(Beginning of Supplied records)

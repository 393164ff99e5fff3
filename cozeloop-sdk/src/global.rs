//! # Process-wide tracer registry
//!
//! Applications that can thread a [`TracerProvider`] through their code
//! should do so. For the others, [`TracerRegistry`] is an explicit
//! initialize-once holder of the export pipeline, and the free functions of
//! this module wrap one registry shared by the whole process.
//!
//! ```no_run
//! use cozeloop::Context;
//! use cozeloop_sdk::config::LoopConfig;
//! use cozeloop_sdk::global;
//!
//! # async fn run() -> Result<(), Box<dyn std::error::Error>> {
//! // Workspace and token come from COZELOOP_WORKSPACE_ID / COZELOOP_API_TOKEN.
//! global::initialize(LoopConfig::builder().build()?)?;
//!
//! global::tracer()
//!     .start_with_context("startup", &Context::new())
//!     .end();
//!
//! global::shutdown().await?;
//! # Ok(())
//! # }
//! ```
use std::sync::{Arc, OnceLock, PoisonError, RwLock};

use cozeloop::loop_debug;
use cozeloop_http::{ApiClient, HttpError};

use crate::config::{ConfigError, LoopConfig};
use crate::error::{LoopSdkError, LoopSdkResult};
use crate::export::{LoopSpanExporter, SpanConverter, TraceClient};
use crate::propagation::LoopPropagator;
use crate::trace::{BatchSpanProcessor, SpanProcessor, Tracer, TracerProvider};

/// Errors raised while starting the export pipeline.
#[derive(thiserror::Error, Debug)]
#[non_exhaustive]
pub enum InitError {
    /// The HTTP client could not be created.
    #[error("failed to create the API client: {0}")]
    ApiClient(#[source] HttpError),

    /// A required configuration property is missing.
    #[error(transparent)]
    Config(#[from] ConfigError),

    /// No API client was configured and the `reqwest` feature is disabled.
    #[error("no API client configured; enable the `reqwest` feature or call `with_api_client`")]
    MissingApiClient,

    /// A pipeline component could not be started.
    #[error(transparent)]
    Sdk(#[from] LoopSdkError),
}

/// Holds the tracer provider of an application once it was initialized.
///
/// [`TracerRegistry::initialize`] configures the pipeline on its first
/// successful call and ignores later calls. Flushing and shutting down a
/// registry that was never initialized does nothing.
#[derive(Debug, Default)]
pub struct TracerRegistry {
    provider: RwLock<Option<TracerProvider>>,
    propagator: LoopPropagator,
}

impl TracerRegistry {
    /// Creates an empty registry.
    pub fn new() -> Self {
        TracerRegistry::default()
    }

    /// Starts the export pipeline described by `config`.
    ///
    /// Unless `config` carries its own span processor, spans are batched by a
    /// [`BatchSpanProcessor`] and exported by a [`LoopSpanExporter`], which
    /// requires a Tokio runtime. Returns `Ok` without side effects when the
    /// registry was already initialized.
    pub fn initialize(&self, config: LoopConfig) -> Result<(), InitError> {
        let mut slot = self.provider.write().unwrap_or_else(PoisonError::into_inner);
        if slot.is_some() {
            loop_debug!(name: "TracerRegistry.AlreadyInitialized");
            return Ok(());
        }
        *slot = Some(build_provider(config)?);
        loop_debug!(name: "TracerRegistry.Initialized");
        Ok(())
    }

    /// Resolves the configuration from the `COZELOOP_*` environment
    /// variables and starts the export pipeline with it.
    ///
    /// Fails with [`InitError::Config`] when the workspace id or the API
    /// token is not set. Does nothing when the registry was already
    /// initialized.
    pub fn initialize_from_env(&self) -> Result<(), InitError> {
        if self.is_initialized() {
            return Ok(());
        }
        self.initialize(LoopConfig::builder().build()?)
    }

    /// Returns `true` once [`TracerRegistry::initialize`] succeeded.
    pub fn is_initialized(&self) -> bool {
        self.provider
            .read()
            .unwrap_or_else(PoisonError::into_inner)
            .is_some()
    }

    /// The provider, if initialized.
    pub fn provider(&self) -> Option<TracerProvider> {
        self.provider
            .read()
            .unwrap_or_else(PoisonError::into_inner)
            .clone()
    }

    /// A tracer of the registered provider. Before initialization the tracer
    /// creates spans that are never exported.
    pub fn tracer(&self) -> Tracer {
        match self.provider() {
            Some(provider) => provider.tracer(),
            None => noop_provider().tracer(),
        }
    }

    /// The propagator to inject and extract trace headers with.
    pub fn propagator(&self) -> &LoopPropagator {
        &self.propagator
    }

    /// Exports every buffered span without stopping the pipeline.
    pub async fn force_flush(&self) -> LoopSdkResult {
        match self.provider() {
            Some(provider) => provider.force_flush().await,
            None => Ok(()),
        }
    }

    /// Flushes and stops the pipeline. Later calls do nothing.
    pub async fn shutdown(&self) -> LoopSdkResult {
        let Some(provider) = self.provider() else {
            return Ok(());
        };
        match provider.shutdown().await {
            Err(LoopSdkError::AlreadyShutdown) => Ok(()),
            result => result,
        }
    }
}

fn noop_provider() -> &'static TracerProvider {
    static NOOP_PROVIDER: OnceLock<TracerProvider> = OnceLock::new();
    NOOP_PROVIDER.get_or_init(TracerProvider::default)
}

fn build_provider(mut config: LoopConfig) -> Result<TracerProvider, InitError> {
    let processor: Box<dyn SpanProcessor> = match config.span_processor.take() {
        Some(processor) => processor,
        None => {
            let api = match config.api_client.take() {
                Some(api) => api,
                None => default_api_client(&config)?,
            };
            let client = TraceClient::new(api, config.workspace_id.clone());
            let exporter =
                LoopSpanExporter::new(client, SpanConverter::new(config.workspace_id.clone()))?
                    .with_report_timeout(config.timeout);
            Box::new(
                BatchSpanProcessor::builder(exporter)
                    .with_batch_config(config.batch_config.clone())
                    .build()?,
            )
        }
    };

    let mut builder = TracerProvider::builder()
        .with_boxed_span_processor(processor)
        .with_ultra_large_report(config.ultra_large_report)
        .with_record_inputs(config.record_inputs)
        .with_record_outputs(config.record_outputs);
    if let Some(service_name) = config.service_name.take() {
        builder = builder.with_service_name(service_name);
    }
    Ok(builder.build())
}

#[cfg(feature = "reqwest")]
fn default_api_client(config: &LoopConfig) -> Result<Arc<dyn ApiClient>, InitError> {
    let mut builder = cozeloop_http::ReqwestApiClient::builder(&config.api_base_url, &config.api_token)
        .with_timeout(config.timeout)
        .with_upload_timeout(config.upload_timeout);
    for (name, value) in &config.headers {
        builder = builder.with_header(name, value);
    }
    let client = builder.build().map_err(InitError::ApiClient)?;
    Ok(Arc::new(client))
}

#[cfg(not(feature = "reqwest"))]
fn default_api_client(_config: &LoopConfig) -> Result<Arc<dyn ApiClient>, InitError> {
    Err(InitError::MissingApiClient)
}

fn global_registry() -> &'static TracerRegistry {
    static GLOBAL_REGISTRY: OnceLock<TracerRegistry> = OnceLock::new();
    GLOBAL_REGISTRY.get_or_init(TracerRegistry::new)
}

/// Initializes the process-wide registry. See [`TracerRegistry::initialize`].
pub fn initialize(config: LoopConfig) -> Result<(), InitError> {
    global_registry().initialize(config)
}

/// Initializes the process-wide registry from the environment. See
/// [`TracerRegistry::initialize_from_env`].
pub fn initialize_from_env() -> Result<(), InitError> {
    global_registry().initialize_from_env()
}

/// A tracer of the process-wide registry.
pub fn tracer() -> Tracer {
    global_registry().tracer()
}

/// The propagator of the process-wide registry.
pub fn propagator() -> &'static LoopPropagator {
    global_registry().propagator()
}

/// Flushes the process-wide registry.
pub async fn force_flush() -> LoopSdkResult {
    global_registry().force_flush().await
}

/// Shuts the process-wide registry down.
pub async fn shutdown() -> LoopSdkResult {
    global_registry().shutdown().await
}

(End of Supplied records)

* What to do *
Collect each line of the entries that has the word "could", copying it in full.

* Exercise response *
    /// The HTTP client could not be created.
    /// A pipeline component could not be started.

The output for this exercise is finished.